Les couples mariés reconnaîtront sans doute le sentiment général qui accompagne le début de la deuxième année au pouvoir du gouvernement libéral de Justin Trudeau.
La lune de miel a été longue, commençant à l’issue de la victoire surprise des libéraux aux élections fédérales d’octobre 2015. Elle a parfois même été euphorique : il suffit de penser aux millions de Canadiens souriants qui se sont photographiés au côté de leur jeune Premier ministre charismatique (avec ou sans sa chemise). Comme ont tendance à le faire les couples récents, les Canadiens et le gouvernement libéral ont passé la majeure partie de l’année écoulée à parler de la façon dont ils changeront le pays et le monde.

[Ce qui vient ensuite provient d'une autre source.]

//! Exponential backoff shared by reconnects, the listener and transaction retries.

use rand::Rng;
use std::time::Duration;

/// Backoff policy: `initial_backoff * multiplier^(attempt - 1)`, capped at
/// `max_backoff`, with optional jitter of up to half the delay.
#[derive(Debug, Clone)]
pub struct RetryPolicy {
    /// Total attempts including the first one.
    pub max_attempts: u32,
    pub initial_backoff: Duration,
    pub max_backoff: Duration,
    pub multiplier: f64,
    pub jitter: bool,
}

impl Default for RetryPolicy {
    fn default() -> Self {
        Self {
            max_attempts: 3,
            initial_backoff: Duration::from_millis(100),
            max_backoff: Duration::from_secs(5),
            multiplier: 2.0,
            jitter: true,
        }
    }
}

impl RetryPolicy {
    /// Try once, never retry.
    pub fn none() -> Self {
        Self {
            max_attempts: 1,
            ..Self::default()
        }
    }

    pub fn max_attempts(mut self, n: u32) -> Self {
        self.max_attempts = n.max(1);
        self
    }

    pub fn initial_backoff(mut self, d: Duration) -> Self {
        self.initial_backoff = d;
        self
    }

    pub fn max_backoff(mut self, d: Duration) -> Self {
        self.max_backoff = d;
        self
    }

    pub fn multiplier(mut self, m: f64) -> Self {
        self.multiplier = m.max(1.0);
        self
    }

    pub fn jitter(mut self, enabled: bool) -> Self {
        self.jitter = enabled;
        self
    }

    /// Whether another attempt is allowed after `attempt` failures.
    pub fn should_retry(&self, attempt: u32) -> bool {
        attempt < self.max_attempts
    }

    /// Delay before retry number `attempt` (1-based).
    pub fn backoff(&self, attempt: u32) -> Duration {
        let exp = attempt.saturating_sub(1).min(32) as i32;
        let base = self.initial_backoff.as_secs_f64() * self.multiplier.powi(exp);
        let capped = base.min(self.max_backoff.as_secs_f64());
        let delay = if self.jitter && capped > 0.0 {
            let half = capped / 2.0;
            half + rand::thread_rng().gen_range(0.0..=half)
        } else {
            capped
        };
        Duration::from_nanos((delay * 1e9).round() as u64)
    }
}

#[cfg(test)]
mod tests {
    use super::*;

    #[test]
    fn test_backoff_grows_and_caps() {
        let policy = RetryPolicy::default()
            .jitter(false)
            .initial_backoff(Duration::from_millis(100))
            .max_backoff(Duration::from_millis(500));

        assert_eq!(policy.backoff(1), Duration::from_millis(100));
        assert_eq!(policy.backoff(2), Duration::from_millis(200));
        assert_eq!(policy.backoff(3), Duration::from_millis(400));
        assert_eq!(policy.backoff(4), Duration::from_millis(500));
        assert_eq!(policy.backoff(40), Duration::from_millis(500));
    }

    #[test]
    fn test_jitter_stays_in_range() {
        let policy = RetryPolicy::default().initial_backoff(Duration::from_millis(200));
        for _ in 0..50 {
            let d = policy.backoff(1);
            assert!(d >= Duration::from_millis(100));
            assert!(d <= Duration::from_millis(200));
        }
    }

    #[test]
    fn test_attempt_budget() {
        let policy = RetryPolicy::default().max_attempts(3);
        assert!(policy.should_retry(1));
        assert!(policy.should_retry(2));
        assert!(!policy.should_retry(3));
        assert!(!RetryPolicy::none().should_retry(1));
    }
}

L’année 2017 marquera le retour à la vraie vie. Les multiples consultations publiques menées dans le but de tout améliorer – du système électoral à la distribution de l’aide internationale – prendront fin. Des décisions politiques seront prises et elles ne plairont pas à tout le monde. Pour que Justin Trudeau soit confronté à sa première grande crise, il suffirait que, une fois président, Donald Trump exécute sa menace de révoquer les accords commerciaux. Les Etats-Unis sont le plus important partenaire commercial du Canada: ils ont acheté à leur voisin du Nord près de 77 % de ses exportations de biens en 2015.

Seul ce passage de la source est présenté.